E che dire dell’inchiesta sul Porto? “L’inchiesta sul porto di Viareggio ha la sua prima vittima – commenta Alessandro Santini -, e  dopo solo un anno, il Comandante della Capitaneria di Porto Marco Alberto Iacono, apprezzatissimo da tutti e vero artefice di una reale lotta all’abusivismo e salvaguardia delle acque viene trasferito. Un Uomo con le palle che senza paure e timori ha portato avanti le indagini con ottimi risultati.  E ora cosa succede: lo trasferiscono. Non era malleabile. Faranno venire un Comandante più docile e meno rompiscatole che non darà noia e non intralcerà i soliti giochetti. Grazie per il suo lavoro, Comandante Iacono, lei e’ la conferma che le persone per bene hanno vita durissima in Italia”.
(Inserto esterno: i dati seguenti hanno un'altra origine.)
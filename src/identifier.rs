//! Free-text label sanitization for column keys, table names, and slugs.
//!
//! Every identifier that can end up inside dynamically built SQL goes through
//! this module: [`to_identifier`] / [`to_slug`] at generation time, and
//! [`ensure_safe_identifier`] as the mandatory gate at query-construction
//! time. Deduplication is handled by [`KeyCounter`] instances scoped to a
//! single generator run, never by process-wide state.

use std::collections::BTreeMap;
use std::sync::OnceLock;

use regex::Regex;

use crate::error::UnsafeIdentifierError;

/// Fallback token when a label sanitizes down to nothing.
const EMPTY_IDENTIFIER: &str = "column";

fn safe_identifier_pattern() -> &'static Regex {
    static PATTERN: OnceLock<Regex> = OnceLock::new();
    PATTERN.get_or_init(|| Regex::new("^[A-Za-z0-9_]+$").expect("valid identifier pattern"))
}

fn squash(label: &str, separator: char) -> String {
    let mut result = String::with_capacity(label.len());
    let mut pending_separator = false;
    for ch in label.to_lowercase().chars() {
        if ch.is_ascii_alphanumeric() {
            if pending_separator && !result.is_empty() {
                result.push(separator);
            }
            pending_separator = false;
            result.push(ch);
        } else {
            pending_separator = true;
        }
    }
    result
}

/// Normalizes a display label into a safe snake_case identifier.
///
/// Lower-cases, collapses every run of non-alphanumeric characters into a
/// single underscore, and strips leading/trailing underscores. An empty
/// result becomes `column`; a leading digit gains a `c_` prefix so the value
/// is always usable as a column or table name.
pub fn to_identifier(label: &str) -> String {
    let base = squash(label, '_');
    if base.is_empty() {
        return EMPTY_IDENTIFIER.to_string();
    }
    if base.starts_with(|c: char| c.is_ascii_digit()) {
        format!("c_{base}")
    } else {
        base
    }
}

/// Normalizes a display value into a URL-safe slug fragment.
///
/// Same algorithm as [`to_identifier`] but hyphen-separated, with no
/// digit-prefix rule and no fallback token: callers are expected to supply a
/// `{table}-{row}` base when nothing survives.
pub fn to_slug(value: &str) -> String {
    squash(value, '-')
}

/// Gate for identifiers read back from stored metadata before they are
/// interpolated into query text. Values (as opposed to identifiers) must go
/// through parameter binding instead and never hit this path.
pub fn ensure_safe_identifier(value: &str) -> Result<&str, UnsafeIdentifierError> {
    if safe_identifier_pattern().is_match(value) {
        Ok(value)
    } else {
        Err(UnsafeIdentifierError(value.to_string()))
    }
}

/// Per-base occurrence counters for deduplicating slugs and column keys.
///
/// The first occurrence of a base is returned unchanged; the Nth repeat gets
/// suffix `N-1` (`abc`, `abc-1`, `abc-2`, ...). Callers must feed bases in a
/// stable order (sheet then row order) so identical input reproduces
/// identical output.
#[derive(Debug, Default)]
pub struct KeyCounter {
    separator: char,
    counts: BTreeMap<String, usize>,
}

impl KeyCounter {
    /// Counter for row slugs (`base-N` suffixes).
    pub fn for_slugs() -> Self {
        Self {
            separator: '-',
            counts: BTreeMap::new(),
        }
    }

    /// Counter for column keys (`base_N` suffixes).
    pub fn for_keys() -> Self {
        Self {
            separator: '_',
            counts: BTreeMap::new(),
        }
    }

    pub fn next(&mut self, base: &str) -> String {
        let seen = self.counts.entry(base.to_string()).or_insert(0);
        let occurrence = *seen;
        *seen += 1;
        if occurrence == 0 {
            base.to_string()
        } else {
            format!("{base}{}{occurrence}", self.separator)
        }
    }
}

#[cfg(test)]
mod tests {
    use super::*;

    #[test]
    fn to_identifier_collapses_runs_and_trims() {
        assert_eq!(to_identifier("Battery Life (No ANC)"), "battery_life_no_anc");
        assert_eq!(to_identifier("  Clarity & Resolution  "), "clarity_resolution");
        assert_eq!(to_identifier("Price"), "price");
    }

    #[test]
    fn to_identifier_handles_empty_and_digit_leading_labels() {
        assert_eq!(to_identifier("!!!"), "column");
        assert_eq!(to_identifier(""), "column");
        assert_eq!(to_identifier("3.5mm Jack"), "c_3_5mm_jack");
    }

    #[test]
    fn to_identifier_is_idempotent() {
        for label in ["Battery Life (No ANC)", "3.5mm Jack", "&&&", "Tier"] {
            let once = to_identifier(label);
            assert_eq!(to_identifier(&once), once);
        }
    }

    #[test]
    fn to_slug_uses_hyphens_without_digit_prefix() {
        assert_eq!(to_slug("Moondrop Space Travel"), "moondrop-space-travel");
        assert_eq!(to_slug("7Hz Timeless"), "7hz-timeless");
        assert_eq!(to_slug("---"), "");
    }

    #[test]
    fn ensure_safe_identifier_rejects_injection_shapes() {
        assert!(ensure_safe_identifier("tws_products").is_ok());
        assert!(ensure_safe_identifier("overall_sound_score").is_ok());
        assert_eq!(
            ensure_safe_identifier("tws\"; DROP TABLE dataset_meta; --"),
            Err(UnsafeIdentifierError(
                "tws\"; DROP TABLE dataset_meta; --".to_string()
            ))
        );
        assert!(ensure_safe_identifier("").is_err());
        assert!(ensure_safe_identifier("a b").is_err());
    }

    #[test]
    fn key_counter_suffixes_repeats_from_one() {
        let mut slugs = KeyCounter::for_slugs();
        assert_eq!(slugs.next("abc"), "abc");
        assert_eq!(slugs.next("abc"), "abc-1");
        assert_eq!(slugs.next("abc"), "abc-2");
        assert_eq!(slugs.next("xyz"), "xyz");

        let mut keys = KeyCounter::for_keys();
        assert_eq!(keys.next("name"), "name");
        assert_eq!(keys.next("name"), "name_1");
    }
}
“Che l’ipocrisia la faccia da sovrana è un conto, – commenta Fabrizio Pellegrini, Fratelli d’Italia di Camaiore . che cerchino di propinarci emerite castronerie è un’altra cosa, il trasferimento comandante della capitaneria di Viareggio è stato richiesto dai vertici versiliesi  per via della faccenda dei manganelli sulla spiaggia, altro che fulmine a ciel sereno… ma come osate dire che la cosa vi lascia disorientati e come osate dire che “L’impegno profuso dal capitano su temi rilevanti quali il Porto di Viareggio, la lotta all’abusivismo e la qualità delle acque rischia di subire un brusco rallentamento con inevitabili ripercussioni sul lavoro quotidiano delle istituzioni e sulla vita dei cittadini” visto che avete fatto in modo di far cacciare l’unico che ha avuto il carattere (per non dire le palle) di cercare di contrastare l’abusivismo in Versilia e di intervenire direttamente sui responsabili e cioè gli extracomunitari abusivi e spesso senza permesso di soggiorno. Come osate voi che lo avete criticato per l’intervento coi manganelli alla mano (fra l’altro non utilizzati) si proprio voi che mettete sanzioni di 7000 euro sui cittadini che ingenuamente comprano una borsa griffata (visto che non si potrebbero permettere quella originale) invece di arrestare il sempre più arrembante abusivismo?? Voi che fate finta di nulla di fronte alle nostre spiagge ormai trasformate in mercatini del vu-cumprà e delle nostre passeggiate dove è diventato impossibile camminare senza inciampare in qualche aeroplano di plastica o addirittura senza essere bersagliati da oggetti volanti?? Marco Iacono sappi che hai il nostro pieno appoggio, mentre chiediamo ai sindaci della Versilia tutta di vergognarsi, se non per il mancato intervento in difesa del cittadino, almeno per la doppiezza che dimostrate tutti i giorni in queste occasioni”.

Il quattro luglio scorso, all’indomani delle feroci polemiche scaturite contro un’operazione anti abusivi per il presunto uso di manganelli,  i consiglieri regionali di Fratelli d’Italia Giovanni Donzelli e Marina Staccioli, assieme al portavoce provinciale Riccardo Zucconi si recarono nei locali della Capitaneria di Porto a portare al comandante Iacono e ai soi uomini la propria solidarietà e il proprio sostegno; in questi giorni è arrivata invece la notizia del trasferimento del Comandante a Palermo a settembre, dopo solo un anno in Versilia, “una decisione improvvisa che ha sopreso tutti, anche i sindaci locali, che non hanno mancato di dirlo apertamente, cosa che da molto da pensare – commentano Donzelli, Staccioli e Zucconi – da parte nostra vogliamo innanzi tutto ribadire in modo forte e chiaro la nostra soliderietà e il nostro sostegno al Comandante, ai suoi uomini e al loro operato; in secondo luogo saremmo invece curiosi di conoscere le motivazioni di questo repentino trasferimento, che il Comandante Iacono, nell’espletamento delle sue funzioni, abbia dato fastidio a qualcuno?”. Tra l’inchiesta sul porto di Viareggio e la lotta all’abusivismo, intrapresa in modo reale e concreto, e strumentalizzata faziosamente al limite della diffamazione da certi esponenti politici locali, è indubbio che Iacono abbia avuto modo di toccare argomenti scottanti – affermano – i dubbi sono tanti, troppi, per non pensar male, e si finisce per ritrovarci di fronte all’idea che in Italia chi svolge doviziosamente il suo lavoro, o quantomeno ci prova, sia un ostacolo, un disturbo. Il trasferimento del Comandante è l’ennesima sconfitta del buonsenso, dell’Italia e degli italiani. Abusivi e clandestini ringraziano”.